### Assignment
Locate the line that contains "let (Some(supplied_m3), Some(billed_m3))". Print it and every subsequent line through the final line of the records, exactly and only those.

### Records provided
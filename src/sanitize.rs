use crate::config::LoaderConfig;
use crate::error::{Result, ZoneLossError};
use crate::types::{ColumnRole, ColumnRoleMap, ParsedTable, ZoneRecord};
use crate::util::{coerce_numeric, contains_any, fold_label, is_missing};
use serde::Serialize;
use tracing::{debug, info};

/// Zone names containing any of these are subtotal/total rows.
pub const AGGREGATE_MARKERS: &[&str] = &["TOPLAM", "TOTAL", "GENEL"];

#[derive(Debug, Clone, Default, PartialEq, Serialize)]
pub struct SanitizeReport {
    pub data_rows: usize,
    pub missing_zone_name: usize,
    pub aggregate_rows: usize,
    pub non_numeric_volume: usize,
    pub kept: usize,
}

pub fn is_aggregate_name(name: &str) -> bool {
    contains_any(&fold_label(name), AGGREGATE_MARKERS)
}

/// Turn parsed rows into zone records.
///
/// Requires all three roles; an incomplete map is refused with
/// `ColumnRoleMissing` and the table is handed back inside the error.
/// Rows without a zone name, aggregate rows, and rows whose supplied or
/// billed value does not coerce are dropped. Source order is kept.
pub fn sanitize_records(
    table: &ParsedTable,
    roles: &ColumnRoleMap,
    config: &LoaderConfig,
) -> Result<(Vec<ZoneRecord>, SanitizeReport)> {
    let (Some(zone_col), Some(supplied_col), Some(billed_col)) = (
        roles.column(ColumnRole::ZoneName),
        roles.column(ColumnRole::SuppliedVolume),
        roles.column(ColumnRole::BilledVolume),
    ) else {
        return Err(ZoneLossError::ColumnRoleMissing {
            missing: roles.missing_roles(),
            table: Box::new(table.clone()),
        });
    };

    let mut report = SanitizeReport {
        data_rows: table.row_count(),
        ..SanitizeReport::default()
    };
    let mut records = Vec::new();

    for row in 0..table.row_count() {
        let zone_cell = table.cell(row, zone_col);
        if is_missing(zone_cell, config) {
            report.missing_zone_name += 1;
            continue;
        }
        let zone_name = zone_cell.to_string().trim().to_string();
        if is_aggregate_name(&zone_name) {
            debug!("Dropping aggregate row '{}'", zone_name);
            report.aggregate_rows += 1;
            continue;
        }
        let supplied = coerce_numeric(table.cell(row, supplied_col), config);
        let billed = coerce_numeric(table.cell(row, billed_col), config);
        let (Some(supplied_m3), Some(billed_m3)) = (supplied, billed) else {
            debug!("Dropping '{}': supplied/billed value is not numeric", zone_name);
            report.non_numeric_volume += 1;
            continue;
        };
        records.push(ZoneRecord {
            zone_name,
            supplied_m3,
            billed_m3,
        });
    }

    report.kept = records.len();
    info!(
        "Sanitized {} rows: kept {}, no name {}, aggregate {}, non-numeric {}",
        report.data_rows,
        report.kept,
        report.missing_zone_name,
        report.aggregate_rows,
        report.non_numeric_volume
    );
    Ok((records, report))
}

### Output for this exercise
        let (Some(supplied_m3), Some(billed_m3)) = (supplied, billed) else {
            debug!("Dropping '{}': supplied/billed value is not numeric", zone_name);
            report.non_numeric_volume += 1;
            continue;
        };
        records.push(ZoneRecord {
            zone_name,
            supplied_m3,
            billed_m3,
        });
    }

    report.kept = records.len();
    info!(
        "Sanitized {} rows: kept {}, no name {}, aggregate {}, non-numeric {}",
        report.data_rows,
        report.kept,
        report.missing_zone_name,
        report.aggregate_rows,
        report.non_numeric_volume
    );
    Ok((records, report))
}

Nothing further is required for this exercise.